Warrior

(2011) *** Pg-13
140 min. Lionsgate. Director: Gavin O Connor. Cast: Tom Hardy, Joel Edgerton, Nick Nolte, Jennifer Morrison.

/content/films/4205/1.jpgSometimes a movie has "face value." That's the case with Warrior, a masculine family drama set within the world of mixed martial arts competition. Sure, the film delivers on its surface promise of Rocky-style inspirational sports-drama theatrics, but it also boasts amazing faces: from the soul-boring eyes of Tom Hardy to the determined grimaces of Joel Edgerton to Nick Nolte's craggy visage, desperation for redemption written all over it.  

Hardy (Inception) plays bruiser Tommy Conlon, an ex-Marine looking for purpose and a payday by proving himself as an MMA fighter; as a high school wrestler coached by his father Paddy, Tommy has already tasted championship—if no one else does, father and son know what Tommy is capable of. Upon Tommy's homecoming from Iraq, the alcoholic Paddy's pleas for forgiveness cannot penetrate his son's hard-earned callouses. Nevertheless, Tommy allows the old man to coach him once again, with the understanding that "He's just some old vet that I train with. He means nothing to me."  

For estranged brother and son Brendan (Edgerton), a championship has perhaps less to do with proving something to himself than with taking a last desperate grab at financial salvation—or are those motivations are one and the same? Underwater and facing foreclosure, the high-school physics teacher and his wife (Jennifer Morrison) have three jobs between them and a daughter with heart trouble. When Brendan's MMA moonlighting gets him suspended without pay from his day job, he contemplates what seems impossible: the $5 million championship of the Sparta Tournament, "the Super Bowl of mixed martial arts."  

Why, that's the very same competition in Tommy's sights, and if you can't guess who ends up in the final bracket of the single-elimination tournament, God bless you and welcome to a little something called the American motion picture. Undaunted, O'Connor straightens his spine of melodrama and focuses on the task of building up the film's emotional muscle. And so Warrior becomes "face time" well spent, with micro-expressive mugs speaking much louder than the relatively spare dialogue. When these family members do have it out, the punch is all the harder for the windup; if there's water under the bridge, so far it's drowning them—take your pick of sports-talk metaphor.  

Last year's The Fighter carried, for better or worse, the extra weight of a true-story basis, while Warrior's baggage is the Rocky franchise. Rather than disguising the similarities, director Gavin O'Connor and his co-writers Anthony Tambakis and Cliff Dorfman all but flaunt them, setting their working-class-hero story primarily in Rocky Balboa's Philadelphia stomping grounds, crafting a training montage (juiced up with split-screen), building to that foregone ring matchup, and throwing in a fearsome "mighty mythical Russian"—fighting for the first time on U.S. soul—for good measure. And say what you will, but the well-staged fights get their (right) hooks in to the audience.  

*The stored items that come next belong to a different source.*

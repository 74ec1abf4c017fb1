// Copyright (C) 2026 Fred Clausen
// Use of this source code is governed by an MIT-style
// license that can be found in the LICENSE file or at
// https://opensource.org/licenses/MIT.

//! Core state and mutation layer for the SIOP battalion statistics system.
//!
//! The [`DashboardState`] is an in-memory cache of the three persisted
//! collections plus the current-session slot. Every mutator here follows
//! the same discipline: validate, transform the cache, persist the touched
//! collection synchronously. The store owns the durable copies; a mutation
//! is complete only once the write-through has succeeded.
//!
//! Authorization is deliberately absent from this crate: the model trusts
//! its caller, and the capability gate lives at the API boundary.

#![deny(
    clippy::pedantic,
    clippy::cargo,
    clippy::nursery,
    clippy::style,
    clippy::correctness,
    clippy::all,
    clippy::suspicious,
    clippy::complexity,
    clippy::perf,
    clippy::unwrap_used,
    clippy::expect_used
)]

mod backup;
mod error;
mod records;
mod state;

#[cfg(test)]
mod tests;

pub use backup::{
    BACKUP_ORIGIN, BACKUP_VERSION, BackupDocument, BackupPayload, apply_import, export,
    export_json, parse_import,
};
pub use error::{CoreError, ImportError};
pub use records::{
    InfractionDraft, ProductivityDraft, create_infraction, create_productivity, create_user,
    delete_infraction, delete_productivity, delete_user, update_infraction, update_productivity,
};
pub use state::{DashboardState, default_users};
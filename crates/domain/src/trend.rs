// Copyright (C) 2026 Fred Clausen
// Use of this source code is governed by an MIT-style
// license that can be found in the LICENSE file or at
// https://opensource.org/licenses/MIT.

//! Chronological trend projection for the comparative line chart.
//!
//! Pure and deterministic: input collections in, chart-ready points out.
//! No store access, no side effects.

use crate::period::Period;
use crate::types::{MunicipalRecord, TrafficInfraction};
use serde::{Deserialize, Serialize};

/// The infraction total of one city at one plotted period.
#[derive(Debug, Clone, PartialEq, Eq, Serialize, Deserialize)]
pub struct CityTotal {
    /// The municipality name.
    pub city: String,
    /// The infraction total, `0` when the city has no record for the period.
    pub total: u32,
}

/// One plotted period of the trend chart.
#[derive(Debug, Clone, PartialEq, Eq, Serialize, Deserialize)]
pub struct TrendPoint {
    /// The reporting period.
    pub period: Period,
    /// Per selected city, in selection order, the total for this period.
    pub totals: Vec<CityTotal>,
}

/// Builds the chronological infraction series for the selected cities.
///
/// Enumerates the distinct periods present in the city-filtered (and
/// optionally year-restricted) input, ascending by period key, and emits
/// each selected city's `total` for every period. A city with no record in
/// a contributing period emits `0`, never a gap: the chart must show
/// continuous series.
///
/// An empty input collection produces an empty series.
#[must_use]
pub fn time_series(
    records: &[TrafficInfraction],
    selected_cities: &[String],
    year: Option<u16>,
) -> Vec<TrendPoint> {
    let filtered: Vec<&TrafficInfraction> = records
        .iter()
        .filter(|record| selected_cities.iter().any(|city| *city == record.city))
        .filter(|record| year.is_none_or(|y| record.year == y))
        .collect();

    let mut periods: Vec<Period> = filtered.iter().map(|record| record.period()).collect();
    periods.sort_by_key(Period::sort_key);
    periods.dedup();

    periods
        .into_iter()
        .map(|period| {
            let totals: Vec<CityTotal> = selected_cities
                .iter()
                .map(|city| {
                    let total: u32 = filtered
                        .iter()
                        .find(|record| record.city == *city && record.period() == period)
                        .map_or(0, |record| record.total);
                    CityTotal {
                        city: city.clone(),
                        total,
                    }
                })
                .collect();
            TrendPoint { period, totals }
        })
        .collect()
}
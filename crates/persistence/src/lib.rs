// Copyright (C) 2026 Fred Clausen
// Use of this source code is governed by an MIT-style
// license that can be found in the LICENSE file or at
// https://opensource.org/licenses/MIT.

//! Persistence layer for the SIOP dashboard collections.
//!
//! The durable layout is deliberately simple: four logical keys
//! (`users_list`, `current_user`, `infractions`, `productivity`), each
//! holding one JSON-encoded document. There is no cross-key atomicity and
//! no locking; the system assumes exactly one active operator session, and
//! the last write wins.
//!
//! The [`Store`] trait is the injection seam: callers hold a store
//! reference, never a singleton, so every consumer can run against the
//! in-memory backend in tests.
//!
//! ## Backends
//!
//! - [`FileStore`] - the durable backend, one `<key>.json` file per logical
//!   key under a data directory.
//! - [`MemoryStore`] - in-memory map for tests and ephemeral runs.

#![deny(
    clippy::pedantic,
    clippy::cargo,
    clippy::nursery,
    clippy::style,
    clippy::correctness,
    clippy::all,
    clippy::suspicious,
    clippy::complexity,
    clippy::perf,
    clippy::unwrap_used,
    clippy::expect_used
)]

mod error;
mod file;
mod memory;
mod store;

#[cfg(test)]
mod tests;

pub use error::PersistenceError;
pub use file::FileStore;
pub use memory::MemoryStore;
pub use store::{
    Store, StoreKey, clear_session, load_collection, load_session, save_collection, save_session,
};
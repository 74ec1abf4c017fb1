// Copyright (C) 2026 Fred Clausen
// Use of this source code is governed by an MIT-style
// license that can be found in the LICENSE file or at
// https://opensource.org/licenses/MIT.

/// Errors that can occur during persistence operations.
///
/// Failures are surfaced to the caller and never retried.
#[derive(Debug, Clone, PartialEq, Eq)]
pub enum PersistenceError {
    /// The backing storage rejected a write (quota, permissions, IO).
    WriteFailed {
        /// The logical key being written.
        key: &'static str,
        /// The underlying error message.
        message: String,
    },
    /// The backing storage could not be read.
    ReadFailed {
        /// The logical key being read.
        key: &'static str,
        /// The underlying error message.
        message: String,
    },
    /// A stored value could not be encoded or decoded.
    Serialization {
        /// The logical key involved.
        key: &'static str,
        /// The underlying error message.
        message: String,
    },
    /// The store could not be opened.
    Initialization(String),
}

impl std::fmt::Display for PersistenceError {
    fn fmt(&self, f: &mut std::fmt::Formatter<'_>) -> std::fmt::Result {
        match self {
            Self::WriteFailed { key, message } => {
                write!(f, "Write to '{key}' failed: {message}")
            }
            Self::ReadFailed { key, message } => {
                write!(f, "Read of '{key}' failed: {message}")
            }
            Self::Serialization { key, message } => {
                write!(f, "Serialization error for '{key}': {message}")
            }
            Self::Initialization(msg) => write!(f, "Initialization error: {msg}"),
        }
    }
}

impl std::error::Error for PersistenceError {}
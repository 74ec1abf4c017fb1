// Copyright (C) 2026 Fred Clausen
// Use of this source code is governed by an MIT-style
// license that can be found in the LICENSE file or at
// https://opensource.org/licenses/MIT.

use crate::error::CoreError;
use siop_domain::{ProductivityRecord, Role, Session, TrafficInfraction, User};
use siop_persistence::{Store, StoreKey, load_collection, load_session, save_collection};
use tracing::info;

/// In-memory cache of the persisted collections plus the session slot.
///
/// The store exclusively owns the durable copies; this cache is the source
/// of truth for rendering and is written back synchronously on every
/// mutation. There is no deferred or batched persistence.
#[derive(Debug, Clone, PartialEq, Default)]
pub struct DashboardState {
    /// The account list.
    pub users: Vec<User>,
    /// The traffic-infraction collection.
    pub infractions: Vec<TrafficInfraction>,
    /// The productivity collection.
    pub productivity: Vec<ProductivityRecord>,
    /// The currently authenticated session, if any.
    pub session: Option<Session>,
}

impl DashboardState {
    /// Creates an empty state.
    #[must_use]
    pub const fn new() -> Self {
        Self {
            users: Vec::new(),
            infractions: Vec::new(),
            productivity: Vec::new(),
            session: None,
        }
    }

    /// Loads every collection from the store, seeding the default accounts
    /// when the user list has never been written.
    ///
    /// # Errors
    ///
    /// Returns an error if the store cannot be read or a stored value does
    /// not decode.
    pub fn load<S: Store + ?Sized>(store: &mut S) -> Result<Self, CoreError> {
        let users: Vec<User> = bootstrap_users(store)?;
        let infractions: Vec<TrafficInfraction> =
            load_collection(store, StoreKey::Infractions)?;
        let productivity: Vec<ProductivityRecord> =
            load_collection(store, StoreKey::Productivity)?;
        let session: Option<Session> = load_session(store)?;
        Ok(Self {
            users,
            infractions,
            productivity,
            session,
        })
    }

    /// Clears every persisted key and empties the cache. The next load
    /// re-seeds the default accounts (factory reset).
    ///
    /// # Errors
    ///
    /// Returns an error if the store rejects a removal.
    pub fn reset<S: Store + ?Sized>(&mut self, store: &mut S) -> Result<(), CoreError> {
        store.clear()?;
        *self = Self::new();
        info!("store cleared, state reset to factory defaults");
        Ok(())
    }
}

/// First-run seeding: runs only when the `users_list` key is absent.
///
/// An explicitly stored empty list is respected and not re-seeded; only a
/// never-written store gets the factory accounts.
fn bootstrap_users<S: Store + ?Sized>(store: &mut S) -> Result<Vec<User>, CoreError> {
    if store.read(StoreKey::Users)?.is_some() {
        return Ok(load_collection(store, StoreKey::Users)?);
    }

    let seeded: Vec<User> = default_users();
    save_collection(store, StoreKey::Users, &seeded)?;
    info!("user list absent, seeded {} default accounts", seeded.len());
    Ok(seeded)
}

/// The two factory accounts: one ADMIN and one COMANDO.
///
/// These exist so a fresh (or fully reset) installation is always
/// recoverable without any out-of-band provisioning.
#[must_use]
pub fn default_users() -> Vec<User> {
    vec![
        User::new(String::from("1"), "admin", Role::Admin, "Ten Cel", "22"),
        User::new(String::from("2"), "comando", Role::Comando, "Maj", "22"),
    ]
}
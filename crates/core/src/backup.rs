// Copyright (C) 2026 Fred Clausen
// Use of this source code is governed by an MIT-style
// license that can be found in the LICENSE file or at
// https://opensource.org/licenses/MIT.

//! Versioned JSON backup codec.
//!
//! Export always writes the current envelope. Import is deliberately
//! tolerant and accepts three historical shapes: the current enveloped
//! document, a flat object carrying the collections at the top level, and
//! the oldest legacy form of a bare infraction array.

use crate::error::{CoreError, ImportError};
use crate::state::DashboardState;
use serde::{Deserialize, Serialize};
use serde_json::Value;
use siop_domain::{ProductivityRecord, Role, TrafficInfraction, User};
use siop_persistence::{Store, StoreKey, save_collection};
use time::OffsetDateTime;
use time::format_description::well_known::Iso8601;
use tracing::{info, warn};

/// Envelope version written on export.
pub const BACKUP_VERSION: &str = "1.1";

/// Origin marker written on export so a document can be recognized as one
/// of ours. Import does not check it.
pub const BACKUP_ORIGIN: &str = "22BPM_DASHBOARD";

/// The full backup envelope as written on export.
#[derive(Debug, Clone, PartialEq, Serialize, Deserialize)]
pub struct BackupDocument {
    /// Envelope format version.
    pub version: String,
    /// Export instant, ISO-8601.
    pub timestamp: String,
    /// Producing application marker.
    pub origin: String,
    /// The three collections.
    pub data: BackupPayload,
}

/// The collections carried by a backup. Each one defaults to empty so a
/// document may omit any of them.
#[derive(Debug, Clone, Default, PartialEq, Serialize, Deserialize)]
pub struct BackupPayload {
    /// Traffic-infraction records.
    #[serde(default)]
    pub infractions: Vec<TrafficInfraction>,
    /// Productivity records.
    #[serde(default)]
    pub productivity: Vec<ProductivityRecord>,
    /// Operator accounts, passwords included.
    #[serde(default)]
    pub users: Vec<User>,
}

impl BackupPayload {
    fn is_empty(&self) -> bool {
        self.infractions.is_empty() && self.productivity.is_empty() && self.users.is_empty()
    }
}

/// Builds a backup document from the current state.
///
/// # Errors
///
/// Returns `CoreError::ExportFailed` if the export timestamp cannot be
/// formatted.
pub fn export(state: &DashboardState) -> Result<BackupDocument, CoreError> {
    let timestamp: String = OffsetDateTime::now_utc()
        .format(&Iso8601::DEFAULT)
        .map_err(|e| CoreError::ExportFailed(e.to_string()))?;

    Ok(BackupDocument {
        version: BACKUP_VERSION.to_string(),
        timestamp,
        origin: BACKUP_ORIGIN.to_string(),
        data: BackupPayload {
            infractions: state.infractions.clone(),
            productivity: state.productivity.clone(),
            users: state.users.clone(),
        },
    })
}

/// Serializes a backup of the current state to pretty-printed JSON.
///
/// # Errors
///
/// Returns `CoreError::ExportFailed` if the timestamp cannot be formatted
/// or the document cannot be serialized.
pub fn export_json(state: &DashboardState) -> Result<String, CoreError> {
    let document: BackupDocument = export(state)?;
    serde_json::to_string_pretty(&document).map_err(|e| CoreError::ExportFailed(e.to_string()))
}

/// Parses backup text into a payload, accepting any of the supported
/// historical shapes.
///
/// # Errors
///
/// Returns `ImportError::MalformedDocument` when the text is not JSON or
/// the collections do not deserialize, and `ImportError::EmptyOrInvalid`
/// when the document parses but carries no records and no accounts.
pub fn parse_import(raw: &str) -> Result<BackupPayload, ImportError> {
    let value: Value =
        serde_json::from_str(raw).map_err(|e| ImportError::MalformedDocument(e.to_string()))?;

    let payload: BackupPayload = if value.is_array() {
        // Oldest exports were a bare infraction array.
        let infractions: Vec<TrafficInfraction> = serde_json::from_value(value)
            .map_err(|e| ImportError::MalformedDocument(e.to_string()))?;
        BackupPayload {
            infractions,
            ..BackupPayload::default()
        }
    } else {
        let mut body: Value = value.get("data").cloned().unwrap_or(value);
        // A collection field that is present but not an array counts as
        // empty rather than failing the whole document.
        if let Some(map) = body.as_object_mut() {
            for field in ["infractions", "productivity", "users"] {
                if map.get(field).is_some_and(|entry| !entry.is_array()) {
                    map.remove(field);
                }
            }
        }
        serde_json::from_value(body).map_err(|e| ImportError::MalformedDocument(e.to_string()))?
    };

    if payload.is_empty() {
        return Err(ImportError::EmptyOrInvalid);
    }
    Ok(payload)
}

/// Applies a parsed backup to the state and persists every replaced
/// collection.
///
/// Infractions and productivity always replace the current collections,
/// empty or not. The user list replaces only when the backup carries at
/// least one account, so an old backup without accounts cannot lock the
/// operator out.
///
/// # Errors
///
/// Returns a persistence error if any write-through fails. An error leaves
/// earlier collections already written; the store is not transactional.
pub fn apply_import<S: Store + ?Sized>(
    state: &mut DashboardState,
    store: &mut S,
    payload: BackupPayload,
) -> Result<(), CoreError> {
    let BackupPayload {
        infractions,
        productivity,
        users,
    } = payload;

    state.infractions = infractions;
    save_collection(store, StoreKey::Infractions, &state.infractions)?;
    state.productivity = productivity;
    save_collection(store, StoreKey::Productivity, &state.productivity)?;

    if users.is_empty() {
        info!("backup carried no accounts, current user list kept");
    } else {
        if !users.iter().any(|user| user.role == Role::Admin) {
            warn!("imported user list has no ADMIN account");
        }
        state.users = users;
        save_collection(store, StoreKey::Users, &state.users)?;
    }

    info!(
        infractions = state.infractions.len(),
        productivity = state.productivity.len(),
        users = state.users.len(),
        "backup restored"
    );
    Ok(())
}
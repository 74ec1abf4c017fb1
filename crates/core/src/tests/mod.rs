// Copyright (C) 2026 Fred Clausen
// Use of this source code is governed by an MIT-style
// license that can be found in the LICENSE file or at
// https://opensource.org/licenses/MIT.

#![allow(clippy::expect_used, clippy::unwrap_used)]

mod backup_tests;
mod helpers;
// Copyright (C) 2026 Fred Clausen
// Use of this source code is governed by an MIT-style
// license that can be found in the LICENSE file or at
// https://opensource.org/licenses/MIT.

#![allow(clippy::expect_used, clippy::unwrap_used)]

Though Warrior throws in allusions to Moby Dick and Diogenes, the real archetypes are "the frontrunner" and the "underdog" (in discovering mutual jealousies and resentments between the brothers, one might wonder which is which). Like either of its heroes, the implausible, ingratiatingly manipulative Warrior may be middleweight, but you wouldn't want to bet against it.